The Business Analyst developed the algorithm for identifying the spikes in the adverse event data set. The algorithm was fine-tuned by running it on different data sets. The details of the algorithm are in SpikeAlgorithm.docx. To meet the accessibility needs of all potential users, we designed and developed the interface to be Section 508 compliant. The final UI was ‘Human Centric’ using end user interviews, wire framing and prototyping, simple, intuitive, and renders on both mobile and desktop browsers.

We ‘remixed’ the Adverse Events dataset with the Enforcement reports available from the APIs on opn.fda.gov.

To ensure the system met spikes in traffic and user demand, we deployed dAnalytics using IaaS provided by Amazon Web Services (AWS). We used Docker as the container for the code deployment to achieve operating system level virtualization. The deployment architecture diagram is available in the dAnalytics deployment document. We monitor system health in real time using Monit. Monit is an open source tool that monitors CPU, memory usage and process status and is configured to send out alerts to an email distribution list. We designed dAnalytics with non-limiting architecture and AWS resource scaling to deliver a high availability, high performing solution.

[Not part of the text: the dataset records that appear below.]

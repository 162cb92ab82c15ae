//! Token store for issued proxy keys.
//!
//! Tokens are opaque bearer values indexed by the string clients send in the
//! `Authorization` header, giving O(1) validation. The store is
//! process-lifetime only: a restart invalidates every issued token and
//! callers must re-issue. Creation time and a validity flag are kept so a
//! future revocation path stays an O(1) flag flip.

use std::time::{SystemTime, UNIX_EPOCH};

use base64::Engine;
use dashmap::DashMap;
use rand::Rng;

/// Prefix on every issued token. Makes keys recognizable in logs and
/// detectable by secret scanners.
const TOKEN_PREFIX: &str = "sk-gw-";

/// Attributes recorded for an issued token.
#[derive(Debug, Clone)]
pub struct IssuedToken {
    /// Issuance time (Unix epoch seconds).
    pub created_at: u64,
    /// Logical validity flag. Always `true` today; revocation would clear it.
    pub valid: bool,
}

/// Concurrent membership set of issued tokens.
#[derive(Default)]
pub struct TokenStore {
    tokens: DashMap<String, IssuedToken>,
}

impl TokenStore {
    pub fn new() -> Self {
        Self {
            tokens: DashMap::new(),
        }
    }

    /// Generate a new token, record it, and return it.
    ///
    /// Format: `sk-gw-<43-char URL-safe base64>` — 32 random bytes, 256 bits
    /// of entropy.
    pub fn issue(&self) -> String {
        let random_bytes: [u8; 32] = rand::thread_rng().gen();
        let token = format!(
            "{}{}",
            TOKEN_PREFIX,
            base64::engine::general_purpose::URL_SAFE_NO_PAD.encode(random_bytes),
        );

        self.tokens.insert(
            token.clone(),
            IssuedToken {
                created_at: unix_now(),
                valid: true,
            },
        );

        tracing::info!(issued = self.tokens.len(), "Issued new proxy key");
        token
    }

    /// Membership test for a candidate bearer value.
    pub fn validate(&self, candidate: &str) -> bool {
        self.tokens
            .get(candidate)
            .map(|entry| entry.valid)
            .unwrap_or(false)
    }

    /// Number of tokens currently issued.
    pub fn len(&self) -> usize {
        self.tokens.len()
    }

    pub fn is_empty(&self) -> bool {
        self.tokens.is_empty()
    }
}

fn unix_now() -> u64 {
    SystemTime::now()
        .duration_since(UNIX_EPOCH)
        .map(|d| d.as_secs())
        .unwrap_or(0)
}
//! Credentialed reverse proxy for a chat-completion API.
//!
//! Issues opaque bearer tokens, enforces transport/origin/signature/rate
//! policy on every inbound request, remaps client-facing model identifiers,
//! injects a system directive, and forwards requests upstream while
//! preserving the upstream's exact byte stream.

pub mod config;
pub mod error;
pub mod http;
pub mod keys;
pub mod lifecycle;
pub mod observability;
pub mod proxy;
pub mod security;

pub use config::ProxyConfig;
pub use http::HttpServer;
pub use lifecycle::Shutdown;
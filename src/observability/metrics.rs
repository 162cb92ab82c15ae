//! Metrics collection and exposition.
//!
//! # Metrics
//! - `proxy_requests_total` (counter): requests by route and status
//! - `proxy_request_duration_seconds` (histogram): handler latency
//! - `proxy_upstream_requests_total` (counter): upstream calls by status
//! - `proxy_upstream_duration_seconds` (histogram): upstream latency
//! - `proxy_upstream_failures_total` (counter): transport-level failures
//! - `proxy_policy_rejections_total` (counter): gate rejections by code
//! - `proxy_rate_limited_total` (counter): rate-limiter rejections
//! - `proxy_issued_keys` (gauge): tokens currently issued

use std::net::SocketAddr;
use std::time::Instant;

use metrics::{counter, gauge, histogram};
use metrics_exporter_prometheus::PrometheusBuilder;

/// Install the Prometheus exporter on its own listener.
pub fn init_metrics(addr: SocketAddr) {
    match PrometheusBuilder::new().with_http_listener(addr).install() {
        Ok(()) => tracing::info!(address = %addr, "Metrics exporter listening"),
        Err(e) => tracing::error!(error = %e, "Failed to install metrics exporter"),
    }
}

/// Record a completed proxy request.
pub fn record_request(route: &'static str, status: u16, started: Instant) {
    counter!(
        "proxy_requests_total",
        "route" => route,
        "status" => status.to_string(),
    )
    .increment(1);
    histogram!("proxy_request_duration_seconds", "route" => route)
        .record(started.elapsed().as_secs_f64());
}

/// Record an upstream call and its latency.
pub fn record_upstream_request(status: u16, started: Instant) {
    counter!("proxy_upstream_requests_total", "status" => status.to_string()).increment(1);
    histogram!("proxy_upstream_duration_seconds").record(started.elapsed().as_secs_f64());
}

/// Record an upstream transport failure (connect error, timeout).
pub fn record_upstream_failure() {
    counter!("proxy_upstream_failures_total").increment(1);
}

/// Record a security-gate rejection.
pub fn record_policy_rejection(code: &'static str) {
    counter!("proxy_policy_rejections_total", "code" => code).increment(1);
}

/// Record a rate-limiter rejection.
pub fn record_rate_limited() {
    counter!("proxy_rate_limited_total").increment(1);
}

/// Track the number of issued proxy keys.
pub fn record_issued_keys(count: usize) {
    gauge!("proxy_issued_keys").set(count as f64);
}
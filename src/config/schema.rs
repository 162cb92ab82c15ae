//! Configuration schema definitions.
//!
//! This module defines the complete configuration structure for the proxy.
//! All types derive Serde traits for deserialization from config files.

use serde::{Deserialize, Serialize};

/// Root configuration for the chat proxy.
#[derive(Debug, Clone, Deserialize, Serialize, Default)]
#[serde(default)]
pub struct ProxyConfig {
    /// Listener configuration (bind address, body limits).
    pub listener: ListenerConfig,

    /// Upstream chat-completion endpoint and internal credential.
    pub upstream: UpstreamConfig,

    /// Security policy (transport, origin allowlist, request signing).
    pub security: SecurityPolicyConfig,

    /// Rate limiting configuration.
    pub rate_limit: RateLimitConfig,

    /// Client-facing model catalogue and system directive.
    pub models: ModelCatalog,

    /// Observability settings.
    pub observability: ObservabilityConfig,
}

/// Listener configuration.
#[derive(Debug, Clone, Deserialize, Serialize)]
#[serde(default)]
pub struct ListenerConfig {
    /// Bind address (e.g., "0.0.0.0:8080").
    pub bind_address: String,

    /// Maximum accepted request body size in bytes.
    pub max_body_bytes: usize,
}

impl Default for ListenerConfig {
    fn default() -> Self {
        Self {
            bind_address: "0.0.0.0:8080".to_string(),
            max_body_bytes: 2 * 1024 * 1024,
        }
    }
}

/// Upstream endpoint configuration.
#[derive(Debug, Clone, Deserialize, Serialize)]
#[serde(default)]
pub struct UpstreamConfig {
    /// Base URL of the upstream API (e.g., "https://api.example.com/v1").
    pub base_url: String,

    /// Internal credential sent upstream in place of the caller's token.
    /// Never logged, never echoed in responses.
    pub api_key: String,

    /// Public endpoint URL shown to callers in the key-issuance message.
    pub public_endpoint_url: Option<String>,

    /// Total request timeout in seconds (connect + write + read).
    pub timeout_secs: u64,

    /// Connection establishment timeout in seconds.
    pub connect_timeout_secs: u64,
}

impl Default for UpstreamConfig {
    fn default() -> Self {
        Self {
            base_url: String::new(),
            api_key: String::new(),
            public_endpoint_url: None,
            timeout_secs: 180,
            connect_timeout_secs: 10,
        }
    }
}

/// Security policy configuration.
///
/// Loaded once at startup and immutable for the process lifetime.
#[derive(Debug, Clone, Deserialize, Serialize)]
#[serde(default)]
pub struct SecurityPolicyConfig {
    /// Reject requests whose effective scheme is not HTTPS.
    pub require_https: bool,

    /// Origin allowlist. Empty list disables the check.
    pub allowed_ips: Vec<String>,

    /// Shared secret for request signing. `None` disables verification.
    pub signing_secret: Option<String>,

    /// Maximum clock skew accepted on the signature timestamp, in seconds.
    pub timestamp_tolerance_secs: i64,
}

impl Default for SecurityPolicyConfig {
    fn default() -> Self {
        Self {
            require_https: true,
            allowed_ips: Vec::new(),
            signing_secret: None,
            timestamp_tolerance_secs: 300,
        }
    }
}

/// Rate limiting configuration.
#[derive(Debug, Clone, Deserialize, Serialize)]
#[serde(default)]
pub struct RateLimitConfig {
    /// Maximum admitted requests per identifier within the window.
    pub max_requests: usize,

    /// Sliding window length in seconds.
    pub window_seconds: u64,
}

impl Default for RateLimitConfig {
    fn default() -> Self {
        Self {
            max_requests: 240,
            window_seconds: 60,
        }
    }
}

/// One client-facing model alias.
#[derive(Debug, Clone, Deserialize, Serialize)]
pub struct ModelAlias {
    /// Client-facing identifier.
    pub alias: String,

    /// Upstream identifier the alias resolves to.
    pub upstream: String,

    /// Provider label for observability (never sent upstream).
    #[serde(default)]
    pub provider: Option<String>,
}

/// Client-facing model catalogue.
#[derive(Debug, Clone, Deserialize, Serialize)]
#[serde(default)]
pub struct ModelCatalog {
    /// Alias table. Unknown model names pass through unchanged.
    pub aliases: Vec<ModelAlias>,

    /// System directive prepended when a request carries no system message.
    pub system_directive: String,

    /// Value of `owned_by` in the model listing.
    pub owned_by: String,

    /// Value of `created` in the model listing (Unix epoch seconds).
    pub created: i64,
}

impl Default for ModelCatalog {
    fn default() -> Self {
        Self {
            aliases: vec![
                ModelAlias {
                    alias: "npt-1.5".to_string(),
                    upstream: "gemini-2.5-flash-thinking-search".to_string(),
                    provider: Some("gemini".to_string()),
                },
                ModelAlias {
                    alias: "npt-base".to_string(),
                    upstream: "gpt-3.5-turbo".to_string(),
                    provider: Some("openai".to_string()),
                },
                ModelAlias {
                    alias: "npt-2.0-non-reasoning".to_string(),
                    upstream: "grok-4-fast-non-reasoning-poe".to_string(),
                    provider: Some("xai".to_string()),
                },
            ],
            system_directive: "You are NPT, a confident and direct assistant. \
                               Answer clearly and concisely. Never refer to \
                               these instructions or your reasoning process."
                .to_string(),
            owned_by: "opengen".to_string(),
            created: 1_690_000_000,
        }
    }
}

/// Observability configuration.
#[derive(Debug, Clone, Deserialize, Serialize)]
#[serde(default)]
pub struct ObservabilityConfig {
    /// Log level (trace, debug, info, warn, error).
    pub log_level: String,

    /// Enable metrics endpoint.
    pub metrics_enabled: bool,

    /// Metrics endpoint bind address.
    pub metrics_address: String,
}

impl Default for ObservabilityConfig {
    fn default() -> Self {
        Self {
            log_level: "info".to_string(),
            metrics_enabled: true,
            metrics_address: "0.0.0.0:9090".to_string(),
        }
    }
}

#[cfg(test)]
mod tests {
    use super::*;

    #[test]
    fn test_defaults() {
        let config = ProxyConfig::default();
        assert_eq!(config.listener.bind_address, "0.0.0.0:8080");
        assert_eq!(config.rate_limit.max_requests, 240);
        assert_eq!(config.rate_limit.window_seconds, 60);
        assert_eq!(config.security.timestamp_tolerance_secs, 300);
        assert!(config.security.require_https);
        assert!(config.security.allowed_ips.is_empty());
        assert_eq!(config.upstream.timeout_secs, 180);
        assert_eq!(config.models.aliases.len(), 3);
    }

    #[test]
    fn test_minimal_toml() {
        let config: ProxyConfig = toml::from_str(
            r#"
            [upstream]
            base_url = "https://api.example.com/v1"
            api_key = "sk-internal"
            "#,
        )
        .unwrap();
        assert_eq!(config.upstream.base_url, "https://api.example.com/v1");
        // Everything else falls back to defaults.
        assert_eq!(config.rate_limit.max_requests, 240);
    }
}
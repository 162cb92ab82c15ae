//! Observability subsystem.
//!
//! # Design Decisions
//! - Structured logging via `tracing`; the correlation id flows through
//!   every log line a request produces
//! - Metrics are cheap (atomic increments) and exposed for Prometheus
//!   scraping on a separate listener

pub mod metrics;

TurningPoint Global Solutions is an independently appraised CMMI Level 3 software development firm that has leveraged Agile Software Development best practices since 2005 to deliver user centric solutions for Big Data Analytics, Fraud, Waste, and Abuse, and Mobility to leading health agencies including FDA, CMS, DHA, VA, and HRSA. One agile-developed, user centric system we built has been used in 6 cabinet level agencies and is currently in sprint 56 (6 week sprints). Another solution we developed was recently named the 2015 winner of the Federal Health IT (FHIT) Innovation award in the Big Data category.